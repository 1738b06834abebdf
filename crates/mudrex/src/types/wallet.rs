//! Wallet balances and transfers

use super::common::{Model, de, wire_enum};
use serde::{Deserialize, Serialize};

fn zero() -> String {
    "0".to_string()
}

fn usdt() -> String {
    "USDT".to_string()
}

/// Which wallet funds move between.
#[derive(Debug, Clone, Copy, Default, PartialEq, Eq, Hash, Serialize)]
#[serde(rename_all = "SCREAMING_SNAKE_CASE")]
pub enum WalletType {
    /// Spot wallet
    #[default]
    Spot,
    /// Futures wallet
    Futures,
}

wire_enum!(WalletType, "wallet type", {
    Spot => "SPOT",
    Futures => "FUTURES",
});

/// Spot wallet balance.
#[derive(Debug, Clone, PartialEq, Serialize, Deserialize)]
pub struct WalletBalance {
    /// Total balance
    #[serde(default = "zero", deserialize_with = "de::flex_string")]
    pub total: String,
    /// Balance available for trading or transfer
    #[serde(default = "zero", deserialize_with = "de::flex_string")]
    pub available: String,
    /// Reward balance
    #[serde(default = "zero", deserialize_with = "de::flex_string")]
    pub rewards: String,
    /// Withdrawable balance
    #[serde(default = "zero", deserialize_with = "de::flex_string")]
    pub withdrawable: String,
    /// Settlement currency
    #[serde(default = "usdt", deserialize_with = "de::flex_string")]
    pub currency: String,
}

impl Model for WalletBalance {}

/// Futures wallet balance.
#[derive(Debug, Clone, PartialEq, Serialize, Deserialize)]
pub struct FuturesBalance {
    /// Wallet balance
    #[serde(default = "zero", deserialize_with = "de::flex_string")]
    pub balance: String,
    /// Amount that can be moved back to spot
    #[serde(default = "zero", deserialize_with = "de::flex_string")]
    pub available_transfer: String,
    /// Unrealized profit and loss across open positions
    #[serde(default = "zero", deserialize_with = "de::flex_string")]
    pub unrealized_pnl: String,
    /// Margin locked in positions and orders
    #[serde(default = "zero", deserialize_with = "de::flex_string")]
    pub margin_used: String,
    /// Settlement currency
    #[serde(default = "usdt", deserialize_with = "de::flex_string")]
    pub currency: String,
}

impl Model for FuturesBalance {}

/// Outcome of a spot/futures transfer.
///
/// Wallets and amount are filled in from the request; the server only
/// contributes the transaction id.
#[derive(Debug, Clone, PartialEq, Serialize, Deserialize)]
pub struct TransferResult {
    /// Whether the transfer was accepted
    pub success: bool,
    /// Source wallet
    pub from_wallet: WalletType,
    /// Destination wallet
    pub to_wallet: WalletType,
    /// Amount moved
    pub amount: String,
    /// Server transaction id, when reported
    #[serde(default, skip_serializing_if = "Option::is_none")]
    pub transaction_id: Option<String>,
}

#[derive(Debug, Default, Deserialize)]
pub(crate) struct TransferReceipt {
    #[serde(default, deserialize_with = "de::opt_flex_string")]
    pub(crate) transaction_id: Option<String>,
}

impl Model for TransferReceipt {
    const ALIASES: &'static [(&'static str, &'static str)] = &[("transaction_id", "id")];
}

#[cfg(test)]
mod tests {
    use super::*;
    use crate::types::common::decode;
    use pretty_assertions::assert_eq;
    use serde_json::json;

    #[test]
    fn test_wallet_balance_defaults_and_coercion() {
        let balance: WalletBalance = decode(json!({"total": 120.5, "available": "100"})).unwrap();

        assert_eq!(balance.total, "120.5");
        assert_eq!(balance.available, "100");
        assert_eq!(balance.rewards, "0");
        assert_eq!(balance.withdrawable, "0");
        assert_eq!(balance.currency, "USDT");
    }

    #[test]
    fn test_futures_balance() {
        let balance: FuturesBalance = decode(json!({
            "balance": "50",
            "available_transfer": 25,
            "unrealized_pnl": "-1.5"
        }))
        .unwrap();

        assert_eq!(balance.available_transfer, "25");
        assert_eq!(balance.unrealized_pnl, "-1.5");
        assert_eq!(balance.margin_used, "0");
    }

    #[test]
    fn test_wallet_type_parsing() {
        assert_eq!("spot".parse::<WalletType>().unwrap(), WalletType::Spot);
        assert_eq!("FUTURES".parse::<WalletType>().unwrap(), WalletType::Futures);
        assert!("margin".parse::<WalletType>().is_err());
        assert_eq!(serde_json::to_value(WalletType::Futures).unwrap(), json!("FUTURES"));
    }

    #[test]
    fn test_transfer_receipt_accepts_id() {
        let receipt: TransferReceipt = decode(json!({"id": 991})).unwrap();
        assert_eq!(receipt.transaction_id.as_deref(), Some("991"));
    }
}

==

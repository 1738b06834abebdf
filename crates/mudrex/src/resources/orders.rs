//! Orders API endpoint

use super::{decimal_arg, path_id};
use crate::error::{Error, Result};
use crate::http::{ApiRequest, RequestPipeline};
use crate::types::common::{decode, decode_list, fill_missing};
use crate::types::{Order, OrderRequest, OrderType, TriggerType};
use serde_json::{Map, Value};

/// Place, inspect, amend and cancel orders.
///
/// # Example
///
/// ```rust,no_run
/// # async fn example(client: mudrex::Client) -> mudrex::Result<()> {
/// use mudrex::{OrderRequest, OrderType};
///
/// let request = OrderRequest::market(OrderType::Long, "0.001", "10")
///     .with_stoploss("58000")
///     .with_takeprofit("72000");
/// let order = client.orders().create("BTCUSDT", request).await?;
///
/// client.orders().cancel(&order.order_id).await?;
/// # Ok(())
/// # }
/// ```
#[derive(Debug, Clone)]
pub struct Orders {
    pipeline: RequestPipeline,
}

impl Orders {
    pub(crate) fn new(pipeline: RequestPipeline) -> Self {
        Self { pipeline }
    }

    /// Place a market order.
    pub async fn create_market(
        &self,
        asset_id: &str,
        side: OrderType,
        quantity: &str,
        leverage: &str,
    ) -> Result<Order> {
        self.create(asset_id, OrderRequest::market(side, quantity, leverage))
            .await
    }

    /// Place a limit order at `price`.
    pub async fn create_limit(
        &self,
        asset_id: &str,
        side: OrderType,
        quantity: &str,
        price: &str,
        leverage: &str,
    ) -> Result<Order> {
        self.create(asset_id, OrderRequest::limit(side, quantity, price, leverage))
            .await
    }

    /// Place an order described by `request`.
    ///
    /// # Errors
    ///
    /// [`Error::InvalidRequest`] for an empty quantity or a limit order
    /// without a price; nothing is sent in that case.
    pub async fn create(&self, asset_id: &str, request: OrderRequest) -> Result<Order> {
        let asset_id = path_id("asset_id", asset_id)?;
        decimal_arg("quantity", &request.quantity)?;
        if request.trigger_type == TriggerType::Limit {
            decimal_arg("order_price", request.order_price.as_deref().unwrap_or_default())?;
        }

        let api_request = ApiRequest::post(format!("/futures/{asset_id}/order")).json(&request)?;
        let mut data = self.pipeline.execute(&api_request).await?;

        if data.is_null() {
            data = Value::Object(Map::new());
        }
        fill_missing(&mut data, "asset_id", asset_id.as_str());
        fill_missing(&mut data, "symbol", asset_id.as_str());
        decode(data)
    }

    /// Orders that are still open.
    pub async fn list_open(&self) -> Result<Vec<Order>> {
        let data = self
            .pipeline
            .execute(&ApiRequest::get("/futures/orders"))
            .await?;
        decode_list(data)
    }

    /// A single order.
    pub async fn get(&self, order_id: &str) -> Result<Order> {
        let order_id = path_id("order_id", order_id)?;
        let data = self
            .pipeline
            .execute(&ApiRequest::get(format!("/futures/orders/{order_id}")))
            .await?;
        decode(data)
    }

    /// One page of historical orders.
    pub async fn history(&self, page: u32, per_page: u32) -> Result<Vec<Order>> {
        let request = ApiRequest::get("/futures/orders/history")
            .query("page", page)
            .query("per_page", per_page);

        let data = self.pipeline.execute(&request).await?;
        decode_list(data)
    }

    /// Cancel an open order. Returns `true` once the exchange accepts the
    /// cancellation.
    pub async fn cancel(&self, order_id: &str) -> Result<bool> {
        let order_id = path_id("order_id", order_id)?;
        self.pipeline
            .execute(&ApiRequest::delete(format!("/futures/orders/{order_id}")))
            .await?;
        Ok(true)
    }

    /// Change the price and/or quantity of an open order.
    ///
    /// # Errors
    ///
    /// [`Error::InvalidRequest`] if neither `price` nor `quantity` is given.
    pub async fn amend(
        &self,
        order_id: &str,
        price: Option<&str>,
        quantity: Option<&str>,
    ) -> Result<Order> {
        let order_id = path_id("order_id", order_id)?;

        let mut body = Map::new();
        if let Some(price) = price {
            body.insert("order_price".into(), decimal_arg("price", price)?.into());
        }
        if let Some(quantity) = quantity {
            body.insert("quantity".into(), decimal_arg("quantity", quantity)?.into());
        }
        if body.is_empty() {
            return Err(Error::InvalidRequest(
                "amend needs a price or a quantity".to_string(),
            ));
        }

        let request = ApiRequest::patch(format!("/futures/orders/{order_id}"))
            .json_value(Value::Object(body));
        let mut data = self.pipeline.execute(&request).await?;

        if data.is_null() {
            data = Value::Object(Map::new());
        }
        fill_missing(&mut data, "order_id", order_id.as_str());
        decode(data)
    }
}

==

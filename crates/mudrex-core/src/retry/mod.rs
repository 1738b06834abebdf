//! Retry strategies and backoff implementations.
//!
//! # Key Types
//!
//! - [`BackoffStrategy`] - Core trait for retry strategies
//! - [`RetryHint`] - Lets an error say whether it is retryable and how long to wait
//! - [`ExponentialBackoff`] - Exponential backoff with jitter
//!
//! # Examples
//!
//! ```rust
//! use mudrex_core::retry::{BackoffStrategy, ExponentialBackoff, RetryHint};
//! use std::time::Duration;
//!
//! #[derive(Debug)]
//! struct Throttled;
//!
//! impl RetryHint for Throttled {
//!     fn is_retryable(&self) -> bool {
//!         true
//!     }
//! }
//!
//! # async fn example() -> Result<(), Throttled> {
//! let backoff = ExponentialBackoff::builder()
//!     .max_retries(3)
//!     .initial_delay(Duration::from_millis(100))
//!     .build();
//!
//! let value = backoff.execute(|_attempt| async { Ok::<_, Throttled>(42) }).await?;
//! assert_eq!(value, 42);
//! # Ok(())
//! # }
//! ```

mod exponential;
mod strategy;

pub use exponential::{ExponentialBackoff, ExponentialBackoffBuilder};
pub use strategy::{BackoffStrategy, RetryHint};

Brief:
In the data above, how many lines hold the string "Option"? Give the number by itself.

Output of the exercise:
5